With nearly a century of life behind her, Stella Levi had never before spoken in detail about her past. Then she met Michael Frank. He came to her Greenwich Village apartment one Saturday afternoon to ask her a question about the Juderia, the neighborhood in Rhodes where she’d grown up in a Sephardic Jewish community that had thrived there for half a millennium. Neither of them could know this was the first of one hundred Saturdays that they would spend in each other’s company, as Levi traveled back in time to conjure what it felt like to come of age on this luminous, legendary island in the eastern Aegean. ​Levi’s personal history is set against a darkening historical stage, with Rhodes ​​officially becoming an​ Italian​ colonial possession in 1923, until the Germans seized control and deported the entire Juderia to Auschwitz in July of 1944.

Levi’s stories reveal what it was like to grow up in an extraordinary place in an extraordinary time—and to construct a life after that place vanished. Winner of two National Jewish Book Awards and named one of the ten best books of 2022 by the Wall Street Journal, One Hundred Saturdays is a portrait of one of the last survivors, drawn at nearly the last possible moment. It is also an account of a tender and transformative friendship that develops between storyteller and listener as they explore the fundamental mystery of what it means to collect, share, and interpret the deepest truths of a life deeply lived.

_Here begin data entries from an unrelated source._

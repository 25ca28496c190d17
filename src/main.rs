// Entry point: configure logging, start the ledger and discovery services,
// then hand stdin to the interactive loop
use clap::Parser;
use log::{error, LevelFilter};
use peerpay::{BalanceLedger, Keyboard, Opt, PartialConfig, PeerDirectory};
use std::io;
use std::process;

fn main() {
    let opt = Opt::parse();

    if let Err(e) = run(opt) {
        error!("Error: {e}");
        eprintln!("{e}");
        process::exit(1);
    }
}

fn run(opt: Opt) -> Result<(), Box<dyn std::error::Error>> {
    // file < environment < flags
    let mut layers = PartialConfig::default();
    if let Some(path) = &opt.config {
        layers = PartialConfig::from_file(path)?;
    }
    let (config, settings) = layers
        .merge(PartialConfig::from_env())
        .merge(PartialConfig::from_flags(opt.name, opt.addr, opt.debug))
        .build()?;

    let level = if config.debug() {
        LevelFilter::Debug
    } else {
        LevelFilter::Info
    };
    env_logger::builder().filter_level(level).init();

    // the ledger binds first: a bad address must stop startup
    let ledger = BalanceLedger::new(config.addr())?;
    let directory = PeerDirectory::with_settings(config.name(), config.addr(), settings)?;

    println!("Welcome to your peering relationship!");
    let keyboard = Keyboard::new(&ledger, &directory);
    keyboard.run(io::stdin().lock(), io::stdout())?;
    Ok(())
}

Michael Frank is the author of the novel What Is Missing and the memoir The Mighty Franks, which was awarded the 2018 JQ Wingate Prize and was named one of the best books of the year by The Telegraph and The New Statesman. His essays, articles, and short stories have appeared in The New York Times, Los Angeles Times, The Atlantic, Slate, The Yale Review, Salmagundi, The TLS, Tablet, and other publications. The recipient of a 2020 Guggenheim Fellowship, he lives with his family in New York City and Camogli, Italy.

This program is the Marsha Rivkind Raleigh Memorial Lecture, named for a beloved Jewish Community Library patron and supporter.